Cert. Granted To Review Title VII "Undue Hardship" Test For Religious Accommodation

The U.S. Supreme Court yesterday granted review in Groff v. DeJoy, (Docket No. 22-174, certiorari granted, 1/13/2023). (Order list). In the case, the U.S. 3rd Circuit Court of Appeals, in a 2-1 decision, held that accommodating a Sunday sabbath observer by allowing him not to report for work on Sunday would cause an "undue hardship" to the U.S. Postal Service.  Thus, failure to grant that accommodation did not violate Title VII. (See prior posting.)In the case, petitioners are asking the Supreme Court to revisit and reject the test for "undue hardship" announced in TWA v. Hardison. (cert. petition). Here is SCOTUSblog's case page for the case.

Friday, December 30, 2022

Christian School Teacher Fired for Acceptance of LGBT Students Files Suit

Suit was filed this week in an Arizona federal district court by Adam McDorman, an English teacher who was fired by Valley Christian School for urging the school's principal, Josh LeSage, to show acceptance and understanding of a student who identifies as pansexual.  The complaint (full text) in McDorman v. Valley Christian Schools, (D AZ, filed 12/27/2022), alleges in part:

15. McDorman’s Christian faith and beliefs include acceptance and equality for all LGBT persons and do not tolerate discrimination or hostility against them....

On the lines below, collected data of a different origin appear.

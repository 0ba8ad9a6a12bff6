use std::{env, path::PathBuf};

const CONFIG_FILE: &str = ".ghd.toml";

/// Load config file content from CWD first, then home directory
///
/// Searches for .ghd.toml in:
/// 1. Current working directory
/// 2. Home directory
///
/// Returns the file content if found, None otherwise.
pub fn load_config_file() -> Option<String> {
    // Try current directory first
    if let Ok(content) = std::fs::read_to_string(CONFIG_FILE) {
        log::debug!("Loaded config from {}", CONFIG_FILE);
        return Some(content);
    }

    // Try home directory
    if let Some(home_config) = get_home_config_path() {
        if let Ok(content) = std::fs::read_to_string(&home_config) {
            log::debug!("Loaded config from {}", home_config.display());
            return Some(content);
        }
    }

    None
}

/// Get the path to the config file in the home directory
///
/// Returns ~/.ghd.toml if HOME environment variable is set.
fn get_home_config_path() -> Option<PathBuf> {
    env::var_os("HOME").map(|home| PathBuf::from(home).join(CONFIG_FILE))
}
//! Configuration and file management for ghd
//!
//! This crate provides:
//! - File path utilities for the config directory
//! - Configuration file loading (TOML)
//! - Application configuration (AppConfig)

pub mod app_config;
pub mod config_file;
pub mod paths;

pub use app_config::AppConfig;
pub use config_file::load_config_file;
pub use paths::config_dir;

19.  On November 1, 2021, during a staff meeting at which McDorman was present, LeSage said that all of VCS staff should have the same religious belief in the sinfulness of LGBT sexual orientation, and that anyone who did not agree was like a cancer that needed to be removed from the (VCS) organization....

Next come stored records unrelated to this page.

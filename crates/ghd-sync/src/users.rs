//! Tracked-user directory
//!
//! Keeps the login → profile map for every tracked user and broadcasts it
//! on change. The first user ever seen becomes the main user. The map is
//! seeded from the bridge at startup and kept current by `user_update`
//! events.

use crate::events::EventRegistry;
use ghd_bridge::{Bridge, Result, EV_USER_UPDATE};
use ghd_types::GithubUser;
use std::collections::HashMap;
use std::sync::{Arc, Mutex};
use tokio::sync::watch;

/// Listener ID used on the event registry.
const LISTENER_ID: &str = "user-directory";

/// Login → profile map published to observers.
pub type UsersMap = HashMap<String, GithubUser>;

struct DirectoryState {
    users: UsersMap,
    main_user: Option<String>,
}

/// Directory of tracked users with a reactive view of the map.
pub struct UserDirectory {
    state: Mutex<DirectoryState>,
    tx: watch::Sender<UsersMap>,
}

impl Default for UserDirectory {
    fn default() -> Self {
        Self::new()
    }
}

impl UserDirectory {
    /// Create an empty directory.
    pub fn new() -> Self {
        let (tx, _rx) = watch::channel(UsersMap::new());
        Self {
            state: Mutex::new(DirectoryState {
                users: UsersMap::new(),
                main_user: None,
            }),
            tx,
        }
    }

    /// Register for `user_update` events on `registry`.
    pub fn attach(self: &Arc<Self>, registry: &EventRegistry) {
        let this = self.clone();
        registry.register(
            EV_USER_UPDATE,
            LISTENER_ID,
            Arc::new(move |event| {
                match serde_json::from_value::<GithubUser>(event.payload.clone()) {
                    Ok(user) => this.upsert(user),
                    Err(err) => {
                        log::error!("malformed user_update payload: {}", err);
                    }
                }
            }),
        );
    }

    /// Seed the directory from the backend's tracked-user list.
    ///
    /// Publishes the map once after all users are inserted.
    pub async fn load(&self, bridge: &dyn Bridge) -> Result<()> {
        let users = bridge.get_tracked_users().await?;
        let snapshot = {
            let mut state = self.state.lock().unwrap();
            for user in users {
                if state.main_user.is_none() {
                    state.main_user = Some(user.login.clone());
                }
                state.users.insert(user.login.clone(), user);
            }
            state.users.clone()
        };
        self.tx.send_replace(snapshot);
        Ok(())
    }

    /// Insert or update one user and publish the new map.
    pub fn upsert(&self, user: GithubUser) {
        let snapshot = {
            let mut state = self.state.lock().unwrap();
            if state.main_user.is_none() {
                state.main_user = Some(user.login.clone());
            }
            state.users.insert(user.login.clone(), user);
            state.users.clone()
        };
        self.tx.send_replace(snapshot);
    }

    /// Current map of tracked users.
    pub fn users(&self) -> UsersMap {
        self.state.lock().unwrap().users.clone()
    }

    /// Login of the main user, if one was established.
    pub fn main_user(&self) -> Option<String> {
        self.state.lock().unwrap().main_user.clone()
    }

    /// Observe the user map; replays the current value to new subscribers.
    pub fn subscribe(&self) -> watch::Receiver<UsersMap> {
        self.tx.subscribe()
    }
}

The complaint alleges that McDorman's firing amounted to religious discrimination and retaliation for opposing discriminatory practices in violation of provisions of Title VII and Title IX. AZFamily News reports on the lawsuit.

Wednesday, December 28, 2022

EEOC Sues For Rastafarian Who Was Denied Grocery Manager Position

The EEOC has announced that yesterday it filed a Title VII religious discrimination suit against a Williamsburg, Kentucky IGA grocery store.  The suit, filed in a Kentucky federal district court, alleges that the grocery refused to hire Spiritualist Rastafarian Matthew Barnett as an assistant manager after he refused to cut his dreadlocks which he wears for religious reasons. The EEOC says that employers must consider reasonable accommodations for religious beliefs.